A Paris comme à Lyon, Macdonald eut le commandement supérieur des troupes ; ce ne fut pas avec un meilleur succès. « Où Votre Majesté compte-t-elle se retirer, dans le cas où elle serait forcée d’abandonner momentanément sa capitale? » avait-il demandé la première fois qu’il était venu aux Tuileries ; cette idée ne s’était pas encore présentée à l’esprit de Louis XVIII ; il en tressaillit de surprise: « Mais nous n’en sommes pas encore là? — Non, mais dans cinq ou six jours. Votre Majesté devrait connaître l’activité de Napoléon. — Je compte beaucoup sur le maréchal Ney ; il m’a promis de se saisir de lui et de l’amener dans une cage de fer. Je réfléchirai. » Le lendemain, Macdonald renouvela la question ; le roi répondit sans hésitation : « Dans la Vendée. — Si Votre Majesté prend cette direction, tout sera perdu. Vous y serez poursuivi ; on bloquera les côtes ; toute retraite deviendra impossible. Rendez-vous plutôt en Flandre; Lille ou Dunkerque vous offrent toute sûreté ; vous y établirez votre gouvernement. — Je goûte assez vos observations ; attendons les nouvelles ultérieures. » Les nouvelles arrivèrent de plus en plus menaçantes; Napoléon était à Fontainebleau.

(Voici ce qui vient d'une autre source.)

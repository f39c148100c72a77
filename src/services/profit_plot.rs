use plotters::prelude::*;
use thiserror::Error;

use crate::services::sweep::{SweepResult, results_by_run};

#[derive(Error, Debug)]
pub enum ProfitPlotError {
    #[error("no sweep results to plot")]
    EmptyResults,
    #[error("failed to render profit plot: {0}")]
    Plot(String),
}

/// Draws total profit against the number of breaks, one line per run.
pub fn write_profit_plot_png(output_path: &str, results: &[SweepResult]) -> Result<(), ProfitPlotError> {
    if results.is_empty() {
        return Err(ProfitPlotError::EmptyResults);
    }
    render_plot_png(output_path, results)
}

fn render_plot_png(output_path: &str, results: &[SweepResult]) -> Result<(), ProfitPlotError> {
    let min_breaks = results.iter().map(|r| r.num_breaks).min().unwrap_or(1) as i32;
    let max_breaks = results.iter().map(|r| r.num_breaks).max().unwrap_or(1) as i32;
    let max_profit = results
        .iter()
        .map(|r| r.total_profit())
        .fold(0.0_f64, f64::max);
    let max_y = if max_profit > 0.0 { max_profit * 1.1 } else { 1.0 };

    let root = BitMapBackend::new(output_path, (900, 600)).into_drawing_area();
    root.fill(&WHITE)
        .map_err(|e| ProfitPlotError::Plot(e.to_string()))?;

    let mut chart = ChartBuilder::on(&root)
        .margin(20)
        .caption("Profit vs. Number of Breaks", ("sans-serif", 30))
        .x_label_area_size(55)
        .y_label_area_size(90)
        .build_cartesian_2d(min_breaks - 1..max_breaks + 1, 0.0..max_y)
        .map_err(|e| ProfitPlotError::Plot(e.to_string()))?;

    chart
        .configure_mesh()
        .disable_mesh()
        .x_desc("Number of Breaks")
        .y_desc("Total Profit")
        .label_style(("sans-serif", 18))
        .axis_desc_style(("sans-serif", 22))
        .y_label_formatter(&|value| format!("{value:.0}"))
        .draw()
        .map_err(|e| ProfitPlotError::Plot(e.to_string()))?;

    for (index, (run, rows)) in results_by_run(results).into_iter().enumerate() {
        let color = Palette99::pick(index).to_rgba();
        let points: Vec<(i32, f64)> = rows
            .iter()
            .map(|row| (row.num_breaks as i32, row.total_profit()))
            .collect();

        chart
            .draw_series(LineSeries::new(points.clone(), color.stroke_width(2)))
            .map_err(|e| ProfitPlotError::Plot(e.to_string()))?
            .label(format!("Run {run}"))
            .legend(move |(x, y)| PathElement::new(vec![(x, y), (x + 20, y)], color));
        chart
            .draw_series(points.into_iter().map(|point| Circle::new(point, 4, color.filled())))
            .map_err(|e| ProfitPlotError::Plot(e.to_string()))?;
    }

    chart
        .configure_series_labels()
        .background_style(WHITE.mix(0.8))
        .border_style(BLACK)
        .draw()
        .map_err(|e| ProfitPlotError::Plot(e.to_string()))?;

    root.present()
        .map_err(|e| ProfitPlotError::Plot(e.to_string()))?;
    Ok(())
}

#[cfg(test)]
mod tests {
    use super::*;

    #[test]
    fn empty_results_are_rejected_before_rendering() {
        let error = write_profit_plot_png("unused.png", &[]).unwrap_err();
        assert!(matches!(error, ProfitPlotError::EmptyResults));
    }
}
use std::num::NonZeroUsize;

use clap::{Args, Parser, Subcommand};
use clap_complete::Shell;

use crate::domain::parameters::{SimulationParameters, StreamPolicy};

#[derive(Parser)]
#[command(author, version, about)]
pub struct CliArgs {
    /// Also write log lines to this file
    #[arg(long, global = true)]
    pub log_file: Option<String>,
    #[command(subcommand)]
    pub command: Commands,
}

#[derive(Subcommand)]
pub enum Commands {
    /// Estimate yearly profit and payback period for one parameter set
    Simulate {
        /// Parameter YAML file; when given, the parameter flags are ignored
        #[arg(short, long)]
        params: Option<String>,
        /// Output YAML file for the full report
        #[arg(short, long)]
        output: Option<String>,
        /// Number of Monte Carlo iterations
        #[arg(short = 'n', long, default_value_t = 1)]
        iterations: usize,
        /// Run trials on all cores
        #[arg(long)]
        parallel: bool,
        #[command(flatten)]
        parameters: ParameterArgs,
    },
    /// Simulate every break count against every row of the parameter tables
    Sweep {
        /// Sweep YAML file
        #[arg(short, long)]
        input: String,
        /// Output CSV file
        #[arg(short, long)]
        output: String,
        /// Optional PNG chart of profit per break count
        #[arg(long)]
        plot: Option<String>,
        /// Run trials on all cores
        #[arg(long)]
        parallel: bool,
    },
    /// Generate shell completion scripts
    Completions {
        /// Shell to generate completions for
        #[arg(value_enum)]
        shell: Shell,
    },
}

#[derive(Args, Debug, Clone)]
pub struct ParameterArgs {
    /// Number of breaks in the session
    #[arg(short, long, default_value_t = 1)]
    pub breaks: usize,
    /// Price per advertised minute
    #[arg(long, default_value_t = 300.0)]
    pub price_per_min: f64,
    /// Operating cost per session minute
    #[arg(long, default_value_t = 20.0)]
    pub cost_per_min: f64,
    /// Session length in hours
    #[arg(long, default_value_t = 16.0)]
    pub speaking_time: f64,
    /// Fraction of the session reserved for breaks
    #[arg(long, default_value_t = 0.10)]
    pub ads_percent: f64,
    /// Mean time between advertisement requests in minutes
    #[arg(long, default_value_t = 20.0)]
    pub erlang_mean: f64,
    /// Shortest requested advertisement in minutes
    #[arg(long, default_value_t = 2.5)]
    pub duration_low: f64,
    /// Longest requested advertisement in minutes
    #[arg(long, default_value_t = 3.5)]
    pub duration_high: f64,
    /// Revenue factor for partially placed advertisements
    #[arg(long, default_value_t = 0.9)]
    pub partial_coefficient: f64,
    /// Revenue factor for advertisements not aired immediately
    #[arg(long, default_value_t = 0.7)]
    pub late_coefficient: f64,
    /// Upfront investment to recover
    #[arg(long, default_value_t = 1_000_000.0)]
    pub initial_cost: f64,
    /// Draw this many advertisements per day instead of filling the session
    #[arg(long)]
    pub ads_per_day: Option<NonZeroUsize>,
    /// Simulate 365 separate days instead of scaling one day
    #[arg(long)]
    pub full_run: bool,
    /// Seed for reproducible runs
    #[arg(long)]
    pub seed: Option<u64>,
}

impl ParameterArgs {
    pub fn to_parameters(&self) -> SimulationParameters {
        SimulationParameters {
            num_breaks: self.breaks,
            price_per_min: self.price_per_min,
            cost_per_min: self.cost_per_min,
            speaking_time: self.speaking_time,
            ads_percent: self.ads_percent,
            erlang_mean: self.erlang_mean,
            duration_low: self.duration_low,
            duration_high: self.duration_high,
            partial_addition_coefficient: self.partial_coefficient,
            late_addition_coefficient: self.late_coefficient,
            initial_cost: self.initial_cost,
            stream_policy: match self.ads_per_day {
                Some(count) => StreamPolicy::Count(count.get()),
                None => StreamPolicy::Budget,
            },
            fast_run: !self.full_run,
            seed: self.seed,
            ..SimulationParameters::default()
        }
    }
}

Dans la nuit du 19 au 20 mars, Louis XVIII sortit clandestinement des Tuileries et prit la direction du nord. Le lendemain Macdonald attendit vainement à Saint-Denis les troupes qui avaient ordre de s’y rassembler; elles ne vinrent pas. Il se mit alors en chemin pour rejoindre Louis XVIII ; la maison du roi cheminait péniblement; la queue de la colonne s’allongeait; cette marche décousue avait un air de déroute. Le roi, qui avait pris les devans, s’était arrêté dans Abbeville ; le maréchal le pressa d’en partir ; il était urgent de gagner Lille au plus vite. On arrive à Béthune à cinq heures du matin ; la population curieuse, mais bienveillante, accourt en déshabillé ; le sous-préfet lui donne l’exemple, à la portière de la voiture royale, une jambe à moitié nue, souliers en pantoufle, son habit sous le bras, gilet déboutonné, et chapeau sur la tête ! Le malheureux, les mains embarrassées de son épée et de sa cravate qu’il tâchait d’ajuster, n’avait pas pu se découvrir.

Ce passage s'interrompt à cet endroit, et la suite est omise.